(Collected data entries)

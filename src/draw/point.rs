//! Grid cell coordinates.

use serde::Serialize;
use std::fmt;

/// A single grid cell addressed by integer (x, y) coordinates.
///
/// Grid coordinates are independent of the on-screen cell size; the
/// rasterization algorithms work exclusively in this space.
#[derive(Debug, Clone, Copy, PartialEq, Eq, Hash, PartialOrd, Ord, Default, Serialize)]
pub struct Point {
    /// Column index
    pub x: i32,
    /// Row index
    pub y: i32,
}

impl Point {
    /// The grid origin (0, 0).
    pub const ORIGIN: Point = Point { x: 0, y: 0 };

    pub const fn new(x: i32, y: i32) -> Self {
        Self { x, y }
    }
}

impl From<(i32, i32)> for Point {
    fn from((x, y): (i32, i32)) -> Self {
        Self { x, y }
    }
}

impl fmt::Display for Point {
    fn fmt(&self, f: &mut fmt::Formatter<'_>) -> fmt::Result {
        write!(f, "({}, {})", self.x, self.y)
    }
}
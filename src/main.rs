use anyhow::Context;
use clap::{ArgAction, Parser};
use std::path::PathBuf;

use rastergrid::compare::{self, Comparison};
use rastergrid::config::Config;
use rastergrid::draw::Point;
use rastergrid::draw::raster::MAX_RADIUS;
use rastergrid::script::EventScript;

#[derive(Parser, Debug)]
#[command(name = "rastergrid")]
#[command(
    version,
    long_version = concat!(env!("CARGO_PKG_VERSION"), " (", env!("RASTERGRID_GIT_HASH"), ")"),
    about = "Interactive comparison of classic grid rasterization algorithms"
)]
struct Cli {
    /// Replay an input event script and render the final frame
    #[arg(long, short = 'r', value_name = "SCRIPT")]
    replay: Option<PathBuf>,

    /// PNG file for the replayed frame
    #[arg(long, short = 'o', value_name = "PNG", default_value = "rastergrid.png")]
    output: PathBuf,

    /// Pace replay frames at the configured frame rate
    #[arg(long, action = ArgAction::SetTrue, requires = "replay")]
    realtime: bool,

    /// Compare the line algorithms on one segment
    #[arg(long, value_name = "X0,Y0,X1,Y1", value_parser = parse_segment)]
    compare: Option<(Point, Point)>,

    /// Run the circle algorithm for one center and radius
    #[arg(long, value_name = "X,Y,R", value_parser = parse_circle, conflicts_with = "compare")]
    circle: Option<(Point, i32)>,

    /// Print comparison results as JSON
    #[arg(long, action = ArgAction::SetTrue)]
    json: bool,

    /// Use this config file instead of ~/.config/rastergrid/config.toml
    #[arg(long, value_name = "PATH")]
    config: Option<PathBuf>,

    /// Write the documented example config to ~/.config/rastergrid/config.toml
    #[arg(long, action = ArgAction::SetTrue)]
    init_config: bool,
}

fn parse_integers<const N: usize>(value: &str) -> Result<[i32; N], String> {
    let parts: Vec<&str> = value.split(',').map(str::trim).collect();
    if parts.len() != N {
        return Err(format!(
            "expected {N} comma-separated integers, got {}",
            parts.len()
        ));
    }

    let mut out = [0; N];
    for (slot, part) in out.iter_mut().zip(parts) {
        *slot = part
            .parse()
            .map_err(|_| format!("'{part}' is not an integer"))?;
    }
    Ok(out)
}

fn check_coordinate(value: i32) -> Result<i32, String> {
    let limit = compare::MAX_COORDINATE;
    if !(-limit..=limit).contains(&value) {
        return Err(format!("coordinate {value} is outside -{limit}..={limit}"));
    }
    Ok(value)
}

fn parse_segment(value: &str) -> Result<(Point, Point), String> {
    let [x0, y0, x1, y1] = parse_integers::<4>(value)?.map(check_coordinate);
    Ok((Point::new(x0?, y0?), Point::new(x1?, y1?)))
}

fn parse_circle(value: &str) -> Result<(Point, i32), String> {
    let [x, y, r] = parse_integers::<3>(value)?;
    if r < 0 {
        return Err(format!("radius must not be negative, got {r}"));
    }
    if r > MAX_RADIUS {
        return Err(format!("radius must be at most {MAX_RADIUS}, got {r}"));
    }
    Ok((Point::new(check_coordinate(x)?, check_coordinate(y)?), r))
}

fn print_report(comparisons: &[Comparison], json: bool) -> anyhow::Result<()> {
    if json {
        println!("{}", serde_json::to_string_pretty(comparisons)?);
    } else {
        print!("{}", compare::format_table(comparisons));
    }
    Ok(())
}

fn main() -> anyhow::Result<()> {
    env_logger::init();

    let cli = Cli::parse();

    if cli.init_config {
        let path = Config::create_default_file()?;
        println!("Wrote example config to {}", path.display());
        return Ok(());
    }

    if let Some((start, end)) = cli.compare {
        return print_report(&compare::compare_lines(start, end), cli.json);
    }

    if let Some((center, radius)) = cli.circle {
        return print_report(&compare::compare_circle(center, radius), cli.json);
    }

    if let Some(script_path) = cli.replay {
        let config = match &cli.config {
            Some(path) => Config::load_from(path)?,
            None => Config::load()?,
        };
        let script = EventScript::from_file(&script_path)?;

        log::info!(
            "Replaying {} events over {} frames from {}",
            script.event_count(),
            script.ticks().len(),
            script_path.display()
        );

        let summary = rastergrid::backend::run_replay(&config, &script, &cli.output, cli.realtime)
            .context("Replay failed")?;

        println!(
            "Rendered {} frames ({} events): {} cells, last run {:.6} s -> {}",
            summary.frames,
            summary.events,
            summary.points,
            summary.last_execution_secs,
            cli.output.display()
        );
        return Ok(());
    }

    // No mode flags: show usage
    println!("rastergrid: Interactive comparison of classic grid rasterization algorithms");
    println!();
    println!("Usage:");
    println!("  rastergrid --replay SCRIPT [-o out.png]   Replay input events, render the last frame");
    println!("  rastergrid --compare X0,Y0,X1,Y1 [--json] Compare the line algorithms");
    println!("  rastergrid --circle X,Y,R [--json]        Run the midpoint circle algorithm");
    println!("  rastergrid --init-config                  Write an example config file");
    println!("  rastergrid --help                         Show help");
    println!();
    println!("Script directives:");
    println!("  click X Y [left|right|middle]    Mouse press at pixel (X, Y)");
    println!("  key enter|backspace|space|hash|C Key press");
    println!("  type TEXT                        One key press per character");
    println!("  tick                             End of frame");
    println!("  close                            Window close request");

    Ok(())
}
/// UI rendering: sidebar panel, labels, radius box and tool rows
use crate::draw::color::ORANGE;
use crate::draw::render::{Palette, SidebarChrome};
use crate::input::{Layout, SidebarItem, layout};

// ============================================================================
// UI Text Constants (not configurable)
// ============================================================================

/// Sidebar font size in points
const SIDEBAR_FONT_SIZE: f64 = 16.0;
/// Distance from a row's top edge to the text baseline
const TEXT_BASELINE_OFFSET: f64 = 20.0;
/// Left padding of the buffer text inside the radius box
const RADIUS_TEXT_PADDING: f64 = 5.0;
/// Outline width of the radius box
const RADIUS_BOX_LINE_WIDTH: f64 = 2.0;

/// Render the sidebar: panel fill, current algorithm, radius box, last
/// execution time and the tool list with the active algorithm highlighted.
pub fn render_sidebar(
    ctx: &cairo::Context,
    layout: &Layout,
    palette: &Palette,
    chrome: &SidebarChrome<'_>,
) {
    let (x, y, w, h) = layout.sidebar_rect().to_f64();
    palette.sidebar.apply(ctx);
    ctx.rectangle(x, y, w, h);
    let _ = ctx.fill();

    ctx.select_font_face(
        "Monospace",
        cairo::FontSlant::Normal,
        cairo::FontWeight::Normal,
    );
    ctx.set_font_size(SIDEBAR_FONT_SIZE);

    let text_x = f64::from(layout.sidebar_left() + layout::SIDEBAR_MARGIN);

    palette.text.apply(ctx);
    show_line(
        ctx,
        text_x,
        layout::ALGORITHM_LABEL_TOP,
        &format!("Algorithm: {}", chrome.algorithm),
    );

    // Radius box: outline color signals editing / invalid entry
    let (bx, by, bw, bh) = layout.radius_box_rect().to_f64();
    let outline = if chrome.rejected {
        ORANGE
    } else if chrome.editing {
        palette.text
    } else {
        palette.muted
    };
    outline.apply(ctx);
    ctx.set_line_width(RADIUS_BOX_LINE_WIDTH);
    ctx.rectangle(bx, by, bw, bh);
    let _ = ctx.stroke();

    palette.text.apply(ctx);
    ctx.move_to(bx + RADIUS_TEXT_PADDING, by + TEXT_BASELINE_OFFSET);
    let _ = ctx.show_text(chrome.radius_text);

    show_line(
        ctx,
        text_x,
        layout::TIMING_LABEL_TOP,
        &format!("Time: {:.6} s", chrome.last_execution_secs),
    );

    for (index, item) in SidebarItem::ALL.iter().enumerate() {
        let selected = matches!(item, SidebarItem::Algorithm(a) if *a == chrome.algorithm);
        if selected {
            palette.text.apply(ctx);
        } else {
            palette.muted.apply(ctx);
        }
        show_line(ctx, text_x, layout.tool_row_rect(index).y, item.label());
    }
}

fn show_line(ctx: &cairo::Context, x: f64, top: i32, text: &str) {
    ctx.move_to(x, f64::from(top) + TEXT_BASELINE_OFFSET);
    if let Err(e) = ctx.show_text(text) {
        log::warn!("Failed to draw sidebar text '{}': {}", text, e);
    }
}
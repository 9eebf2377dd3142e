//! Library exports for the rastergrid subsystems.
//!
//! Exposes the rasterization algorithms, the interaction state machine and
//! the headless replay backend so integration tests and external tools can
//! drive them without going through the CLI.

pub mod backend;
pub mod compare;
pub mod config;
pub mod draw;
pub mod input;
pub mod script;
pub mod ui;
pub mod util;

pub use config::Config;
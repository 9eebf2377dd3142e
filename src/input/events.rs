//! Generic input event types.

/// Generic key representation.
///
/// Event sources map their native key codes to these values so the state
/// machine never sees backend-specific key codes.
#[derive(Debug, Clone, Copy, PartialEq, Eq)]
pub enum Key {
    /// Printable character key (digits, letters, symbols)
    Char(char),
    /// Return/Enter key (commits the radius entry)
    Return,
    /// Backspace key (deletes the last radius digit)
    Backspace,
    /// Unmapped or unrecognized key
    Unknown,
}

/// Mouse button identification.
#[derive(Debug, Clone, Copy, PartialEq, Eq)]
pub enum MouseButton {
    /// Left mouse button (primary button, drives every gesture)
    Left,
    /// Right mouse button (ignored)
    Right,
    /// Middle mouse button (ignored)
    Middle,
}

/// One event delivered to the state machine, in arrival order.
#[derive(Debug, Clone, Copy, PartialEq, Eq)]
pub enum InputEvent {
    /// Window close request
    Close,
    /// Mouse button press at a pixel position
    MousePress {
        /// Which button was pressed
        button: MouseButton,
        /// Pixel X coordinate
        x: i32,
        /// Pixel Y coordinate
        y: i32,
    },
    /// Key press
    KeyPress(Key),
}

■ **Description of the task**
Bring together every line in the entries that holds the string "PathBuf".

■ **Problem solution**
use std::path::PathBuf;
    replay: Option<PathBuf>,
    output: PathBuf,
    config: Option<PathBuf>,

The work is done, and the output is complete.